Q2: Uma bomba de calor ar-água padrão consegue produzir água quente o suficiente para prevenir a Legionella?A: A maioria dos monoblocos residenciais atinge temperaturas máximas em torno de 58–62 °C e depende de um aquecedor elétrico de imersão para os ciclos de pasteurização, o que reduz o COP efetivo. Os modelos de injeção de vapor (EVI) atingem 65–75 °C sem sistema de aquecimento auxiliar e são a opção prática para hotéis com exposição de materiais à Legionella.
P3: Com que frequência um hotel deve realizar um ciclo de desinfecção térmica?A: A prática comum é a pasteurização semanal para propriedades de alto risco, com monitoramento contínuo que aciona ciclos adicionais se qualquer sonda permanecer na faixa de 25–45 °C por mais tempo do que um limite definido. Sempre verifique a regulamentação local — algumas jurisdições da UE exigem intervalos específicos.
Q4: O que é a "penalidade da Legionella" em termos energéticos?A: Para um hotel de 100 quartos, o fornecimento de energia elétrica de reserva para pasteurização pode reduzir o COP (coeficiente de desempenho) efetivo do sistema de aproximadamente 3,5 para 2,1, um aumento de cerca de 67% por kWh fornecido. Ao longo de um ano, isso normalmente representa um desperdício de centenas de milhares de dólares/euros, dependendo das tarifas e da ocupação.
Q5: Quais materiais de tubulação devem ser usados na reforma do sistema de água quente de um hotel para limitar a proliferação de Legionella?A: Cobre, aço inoxidável (316L / EN 1.4401) ou polipropileno com certificação DVGW/WRAS. Evite aço revestido com material descolado, aço preto antigo e plásticos reciclados sem certificação. A escolha do material é importante porque a formação de biofilme varia bastante conforme o substrato.
Q6: Piscinas de hidromassagem e banheiras de hidromassagem representam um risco de Legionella em hotéis?A: Sim, e provavelmente o mais visível. Eles operam na faixa de crescimento (30–40 °C) e geram aerossóis inaláveis. O monitoramento contínuo de temperatura e desinfetante, além de testes laboratoriais trimestrais, é o padrão atual da indústria.

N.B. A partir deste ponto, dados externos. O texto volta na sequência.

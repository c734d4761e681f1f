pub mod activity_repo;

pub use activity_repo::{ActivityMap, ActivityStore};
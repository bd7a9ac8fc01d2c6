//! Turn-level game logic: sides, forced passes and game end.

use crate::{Board, Glyphs, Outcome, Player, Square};
use std::fmt;
use thiserror::Error;

/// Whether a game can still accept turns.
#[derive(Clone, Copy, Debug, PartialEq, Eq)]
pub enum GameStatus {
    InProgress,
    Ended,
}

/// The error returned when a move cannot be committed to the game.
#[derive(Clone, Debug, Error, PartialEq, Eq)]
#[error("illegal move at {0}")]
pub struct IllegalMove(pub Square);

/// Anything that can pick a move for one side.
///
/// `choose` is only invoked when `side` has at least one legal move on
/// `board`; implementations may assume so, and may block (e.g. on stdin)
/// without affecting game correctness.
pub trait MoveSource {
    fn choose(&mut self, board: &Board, side: Player) -> Square;
}

/// A full game in progress: board plus turn state.
///
/// One `Game` exists per played game. Black moves first. The game ends when
/// both sides pass consecutively or no empty square remains.
#[derive(Clone, Copy, Debug, PartialEq, Eq)]
pub struct Game {
    pub board: Board,
    pub to_move: Player,
    consecutive_passes: u8,
    pub last_move: Option<Square>,
    glyphs: Glyphs,
}

impl Default for Game {
    fn default() -> Self {
        Self::new()
    }
}

impl Game {
    /// Start a game from the standard opening, Black to move.
    pub fn new() -> Self {
        Self::from_board(Board::new(), Player::Black)
    }

    /// Start a game from an arbitrary position.
    pub fn from_board(board: Board, to_move: Player) -> Self {
        Self {
            board,
            to_move,
            consecutive_passes: 0,
            last_move: None,
            glyphs: Glyphs::default(),
        }
    }

    /// Override the glyphs used to render the board.
    pub fn with_glyphs(mut self, glyphs: Glyphs) -> Self {
        self.glyphs = glyphs;
        self
    }

    /// Whether the game is finished: two consecutive passes, or a full board.
    pub fn is_over(&self) -> bool {
        self.consecutive_passes == 2 || self.board.count_empty() == 0
    }

    /// The final (or current) count for both sides.
    pub fn score(&self) -> Outcome {
        self.board.score()
    }

    /// Commit a move for the side to move, with full turn bookkeeping.
    pub fn try_move(&mut self, mv: Square) -> Result<(), IllegalMove> {
        if !self.board.make_move(mv, self.to_move) {
            return Err(IllegalMove(mv));
        }
        self.last_move = Some(mv);
        self.consecutive_passes = 0;
        self.to_move = !self.to_move;
        Ok(())
    }

    /// Play one turn, consulting `source` for the active side's move.
    ///
    /// A side with no legal move is forced to pass: the pass counter is
    /// incremented and the turn flips without touching the board or calling
    /// `source`. Otherwise the chosen move is committed and the pass counter
    /// resets. Only this method and [`Game::try_move`] commit moves; search
    /// strategies work on board copies and never mutate the live game.
    pub fn play_turn(&mut self, source: &mut dyn MoveSource) -> GameStatus {
        if self.is_over() {
            return GameStatus::Ended;
        }
        if !self.board.has_any_legal_move(self.to_move) {
            self.consecutive_passes += 1;
            self.to_move = !self.to_move;
            return GameStatus::InProgress;
        }
        let mv = source.choose(&self.board, self.to_move);
        // A source that violates its legality contract trips the assert in
        // debug builds; in release the board is untouched and the same side
        // is asked again next turn.
        let committed = self.try_move(mv);
        debug_assert!(
            committed.is_ok(),
            "move source broke its contract: {}",
            committed.unwrap_err()
        );
        GameStatus::InProgress
    }
}

impl fmt::Display for Game {
    fn fmt(&self, f: &mut fmt::Formatter<'_>) -> fmt::Result {
        self.board.fmt_grid(f, self.glyphs)?;
        let outcome = self.score();
        writeln!(f, "Black: {}  White: {}", outcome.black, outcome.white)?;
        match self.last_move {
            Some(mv) => writeln!(f, "Last move: {}", mv)?,
            None => writeln!(f, "Last move: [no move played yet]")?,
        }
        write!(f, "{} to move", self.to_move)
    }
}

Q7: O que é um Programa de Gestão de Recursos Hídricos (PGR)?A: Um plano escrito, revisado anualmente, que abrange análise de riscos, pontos de controle, monitoramento, ações corretivas e atribuição de responsabilidades. Exigido na prática pelas diretrizes do CDC, da OMS e da ELDSNet para qualquer estabelecimento comercial de hotelaria com exposição significativa à Legionella.

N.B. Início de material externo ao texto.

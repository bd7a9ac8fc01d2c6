//! Static positional evaluation of a board snapshot.

use sentinel_othello::{Board, Cell, Player, Square, GRID_CELLS};

/// A total-ordered evaluation result.
///
/// `Win` and `Loss` replace the float infinities a naive evaluator would use
/// for decided positions: the derived ordering puts `Loss` below every
/// `Heuristic` value and `Win` above, and heuristic values order by score.
#[derive(Clone, Copy, Debug, PartialEq, Eq, PartialOrd, Ord)]
pub enum Score {
    Loss,
    Heuristic(i32),
    Win,
}

/// Positional weight of every cell, aligned with the board's flat index
/// space. Corners dominate; the cells that expose a corner are penalized;
/// border cells are unused. Some positions are better, some worse.
const WEIGHTS: [i32; GRID_CELLS] = [
    0,   0,   0,   0,   0,   0,   0,   0,   0,   0, //
    0, 120, -20,  20,   5,   5,  20, -20, 120,   0, //
    0, -20, -40,  -5,  -5,  -5,  -5, -40, -20,   0, //
    0,  20,  -5,   3,   3,   3,   3,  -5,  20,   0, //
    0,   5,  -5,   3,   3,   3,   3,  -5,   5,   0, //
    0,   5,  -5,   3,   3,   3,   3,  -5,   5,   0, //
    0,  20,  -5,   3,   3,   3,   3,  -5,  20,   0, //
    0, -20, -40,  -5,  -5,  -5,  -5, -40, -20,   0, //
    0, 120, -20,  20,   5,   5,  20, -20, 120,   0, //
    0,   0,   0,   0,   0,   0,   0,   0,   0,   0, //
];

/// Evaluate `board` from `side`'s point of view.
///
/// Finished boards score `Win`/`Loss` by the piece-count leader (a tie is a
/// neutral heuristic 0); anything else scores the signed sum of positional
/// weights, adding `side`'s cells and subtracting the opponent's.
pub fn evaluate(board: &Board, side: Player) -> Score {
    if board.is_playable_over() {
        return match board.score().winner {
            Some(winner) if winner == side => Score::Win,
            Some(_) => Score::Loss,
            None => Score::Heuristic(0),
        };
    }

    let mut total = 0;
    for sq in Square::interior() {
        match board.get(sq) {
            Cell::Piece(owner) if owner == side => total += WEIGHTS[usize::from(sq)],
            Cell::Piece(_) => total -= WEIGHTS[usize::from(sq)],
            _ => {}
        }
    }
    Score::Heuristic(total)
}

#[cfg(test)]
mod tests {
    use super::*;

    fn sq(notation: &str) -> Square {
        notation.parse().unwrap()
    }

    #[test]
    fn score_orders_totally() {
        assert!(Score::Loss < Score::Heuristic(i32::MIN));
        assert!(Score::Heuristic(i32::MAX) < Score::Win);
        assert!(Score::Heuristic(-3) < Score::Heuristic(5));
        assert!(Score::Loss < Score::Win);
    }

    #[test]
    fn opening_is_balanced() {
        let board = Board::new();
        assert_eq!(evaluate(&board, Player::Black), Score::Heuristic(0));
        assert_eq!(evaluate(&board, Player::White), Score::Heuristic(0));
    }

    #[test]
    fn evaluation_is_antisymmetric() {
        let mut board = Board::new();
        board.make_move(sq("D3"), Player::Black);
        board.make_move(sq("C5"), Player::White);
        let black = evaluate(&board, Player::Black);
        let white = evaluate(&board, Player::White);
        match (black, white) {
            (Score::Heuristic(b), Score::Heuristic(w)) => assert_eq!(b, -w),
            _ => panic!("midgame board evaluated as decided"),
        }
    }

    #[test]
    fn corners_outweigh_centers() {
        // Both positions still have legal moves, so both score heuristically.
        let corner = Board::from_squares(&[sq("A1")], &[sq("B1")]);
        let center = Board::from_squares(&[sq("D4")], &[sq("D5")]);
        assert!(!corner.is_playable_over() && !center.is_playable_over());
        assert_eq!(evaluate(&corner, Player::Black), Score::Heuristic(140));
        assert_eq!(evaluate(&center, Player::Black), Score::Heuristic(0));
    }

    #[test]
    fn finished_boards_are_decisive() {
        let board = Board::from_squares(&[sq("A1"), sq("A2")], &[sq("H8")]);
        assert!(board.is_playable_over());
        assert_eq!(evaluate(&board, Player::Black), Score::Win);
        assert_eq!(evaluate(&board, Player::White), Score::Loss);

        let tied = Board::from_squares(&[sq("A1")], &[sq("H8")]);
        assert_eq!(evaluate(&tied, Player::Black), Score::Heuristic(0));
    }
}
//! Move-selection strategies: random, greedy, minimax and alpha-beta.
//!
//! Every strategy requires the side to move to have at least one legal move;
//! the turn driver checks this before consulting a strategy. Trial moves are
//! applied to stack copies of the `Copy` board, so the caller's board is
//! never mutated.
//!
//! Depth counts total plies from the root: the root move application consumes
//! one ply, so each candidate subtree is searched `depth - 1` plies deep. A
//! side with no legal move at an interior node passes without consuming
//! depth; both sides being stuck is a terminal board, which is checked first,
//! so the recursion always bottoms out.

use crate::evaluate::{evaluate, Score};
use rand::seq::SliceRandom;
use rand::Rng;
use sentinel_othello::{Board, Player, Square};

/// Fixed midgame look-ahead for minimax and alpha-beta.
pub const MIDGAME_DEPTH: u8 = 3;

/// Once fewer empties than this remain, search the whole game instead.
pub const ENDGAME_THRESHOLD: u8 = 8;

/// The look-ahead policy: 3 plies in the midgame, and the full remaining
/// game (which is optimal, not merely heuristic) once the end is near.
pub fn search_depth(board: &Board) -> u8 {
    let empties = board.count_empty();
    if empties < ENDGAME_THRESHOLD {
        empties
    } else {
        MIDGAME_DEPTH
    }
}

/// Choose uniformly among the legal moves.
pub fn random_move<R: Rng>(board: &Board, side: Player, rng: &mut R) -> Square {
    *board
        .legal_moves(side)
        .choose(rng)
        .expect("strategy invoked with no legal move")
}

/// Choose the move whose immediate resulting position evaluates best for the
/// mover. The first candidate seeds the maximum; ties keep the earliest.
pub fn greedy_move(board: &Board, side: Player) -> Square {
    let mut best: Option<(Square, Score)> = None;
    for mv in board.legal_moves(side) {
        let mut trial = *board;
        trial.make_move(mv, side);
        let score = evaluate(&trial, side);
        if best.map_or(true, |(_, top)| score > top) {
            best = Some((mv, score));
        }
    }
    best.expect("strategy invoked with no legal move").0
}

/// Choose a move by unpruned minimax search `depth` plies deep.
/// Ties keep the earliest candidate, consistent with [`greedy_move`].
pub fn minimax_move(board: &Board, side: Player, depth: u8) -> Square {
    let mut best: Option<(Square, Score)> = None;
    for mv in board.legal_moves(side) {
        let mut child = *board;
        child.make_move(mv, side);
        let score = minimize(&child, side, depth.saturating_sub(1));
        if best.map_or(true, |(_, top)| score > top) {
            best = Some((mv, score));
        }
    }
    best.expect("strategy invoked with no legal move").0
}

/// Choose a move by alpha-beta search `depth` plies deep.
///
/// Each candidate is scored with a full `(Loss, Win)` window, so its value is
/// exact and the chosen move is identical to [`minimax_move`]'s for any
/// board, side and depth, including the first-found tie-break.
pub fn alpha_beta_move(board: &Board, side: Player, depth: u8) -> Square {
    let mut best: Option<(Square, Score)> = None;
    for mv in board.legal_moves(side) {
        let mut child = *board;
        child.make_move(mv, side);
        let score = ab_minimize(&child, side, depth.saturating_sub(1), Score::Loss, Score::Win);
        if best.map_or(true, |(_, top)| score > top) {
            best = Some((mv, score));
        }
    }
    best.expect("strategy invoked with no legal move").0
}

/// Best score `side` can force with `side` to move.
fn maximize(board: &Board, side: Player, depth: u8) -> Score {
    if depth == 0 || board.is_playable_over() {
        return evaluate(board, side);
    }
    let moves = board.legal_moves(side);
    if moves.is_empty() {
        return minimize(board, side, depth);
    }
    let mut best = Score::Loss;
    for mv in moves {
        let mut child = *board;
        child.make_move(mv, side);
        best = best.max(minimize(&child, side, depth - 1));
    }
    best
}

/// Best score `side` can force with the opponent to move: the opponent picks
/// the mover's worst outcome.
fn minimize(board: &Board, side: Player, depth: u8) -> Score {
    if depth == 0 || board.is_playable_over() {
        return evaluate(board, side);
    }
    let moves = board.legal_moves(!side);
    if moves.is_empty() {
        return maximize(board, side, depth);
    }
    let mut worst = Score::Win;
    for mv in moves {
        let mut child = *board;
        child.make_move(mv, !side);
        worst = worst.min(maximize(&child, side, depth - 1));
    }
    worst
}

/// [`maximize`] carrying an `(alpha, beta)` window; siblings stop expanding
/// as soon as `beta <= alpha`.
fn ab_maximize(board: &Board, side: Player, depth: u8, mut alpha: Score, beta: Score) -> Score {
    if depth == 0 || board.is_playable_over() {
        return evaluate(board, side);
    }
    let moves = board.legal_moves(side);
    if moves.is_empty() {
        return ab_minimize(board, side, depth, alpha, beta);
    }
    let mut best = Score::Loss;
    for mv in moves {
        let mut child = *board;
        child.make_move(mv, side);
        best = best.max(ab_minimize(&child, side, depth - 1, alpha, beta));
        alpha = alpha.max(best);
        if beta <= alpha {
            break;
        }
    }
    best
}

/// [`minimize`] carrying an `(alpha, beta)` window.
fn ab_minimize(board: &Board, side: Player, depth: u8, alpha: Score, mut beta: Score) -> Score {
    if depth == 0 || board.is_playable_over() {
        return evaluate(board, side);
    }
    let moves = board.legal_moves(!side);
    if moves.is_empty() {
        return ab_maximize(board, side, depth, alpha, beta);
    }
    let mut worst = Score::Win;
    for mv in moves {
        let mut child = *board;
        child.make_move(mv, !side);
        worst = worst.min(ab_maximize(&child, side, depth - 1, alpha, beta));
        beta = beta.min(worst);
        if beta <= alpha {
            break;
        }
    }
    worst
}

#[cfg(test)]
mod tests {
    use super::*;
    use rand::SeedableRng;
    use rand_chacha::ChaCha20Rng;

    fn sq(notation: &str) -> Square {
        notation.parse().unwrap()
    }

    #[test]
    fn random_move_is_legal() {
        let board = Board::new();
        let mut rng = ChaCha20Rng::seed_from_u64(7);
        for _ in 0..20 {
            let mv = random_move(&board, Player::Black, &mut rng);
            assert!(board.legal_move(mv, Player::Black).is_some());
        }
    }

    #[test]
    fn strategies_leave_the_board_untouched() {
        let board = Board::new();
        let before = board;
        let mut rng = ChaCha20Rng::seed_from_u64(7);
        random_move(&board, Player::Black, &mut rng);
        greedy_move(&board, Player::Black);
        minimax_move(&board, Player::Black, 3);
        alpha_beta_move(&board, Player::Black, 3);
        assert_eq!(board, before);
    }

    #[test]
    fn greedy_ties_keep_the_earliest_move() {
        // All four opening moves are symmetric and score identically, so
        // greedy must keep the first one in square order.
        let board = Board::new();
        assert_eq!(greedy_move(&board, Player::Black), sq("D3"));
    }

    #[test]
    fn minimax_at_depth_one_matches_greedy() {
        let mut board = Board::new();
        let mut side = Player::Black;
        for _ in 0..12 {
            if !board.has_any_legal_move(side) {
                side = !side;
                continue;
            }
            assert_eq!(minimax_move(&board, side, 1), greedy_move(&board, side));
            // Advance along some fixed line to vary the positions.
            let mv = greedy_move(&board, side);
            board.make_move(mv, side);
            side = !side;
        }
    }

    #[test]
    fn search_finds_the_winning_capture() {
        // Black to move on a near-full row: E1 flips the whole white run
        // against A1 and wins outright on a dead board.
        let board = Board::from_squares(
            &[sq("A1")],
            &[sq("B1"), sq("C1"), sq("D1")],
        );
        let mv = minimax_move(&board, Player::Black, 3);
        assert_eq!(mv, sq("E1"));
        assert_eq!(alpha_beta_move(&board, Player::Black, 3), sq("E1"));
    }

    #[test]
    fn depth_policy_switches_near_the_end() {
        let opening = Board::new();
        assert_eq!(search_depth(&opening), MIDGAME_DEPTH);

        // 57 of 64 squares filled: 7 empties left, below the threshold.
        let mut crowded: Vec<Square> = Square::interior().collect();
        crowded.truncate(57);
        let board = Board::from_squares(&crowded, &[]);
        assert_eq!(board.count_empty(), 7);
        assert_eq!(search_depth(&board), 7);
    }
}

Q8: Qual a dimensão do problema da Legionella nos hotéis europeus?A: Os dados de vigilância mostram taxas de colonização variáveis entre as regiões, com alguns estudos publicados relatandoLegionellaA detecção ocorreu em aproximadamente metade dos sistemas de água quente de hotéis analisados, onde não havia um programa de controle ativo em vigor. Os surtos são normalmente atribuídos a falhas no controle de temperatura, na frequência de descarga ou na execução do Plano de Gerenciamento de Água (WMP).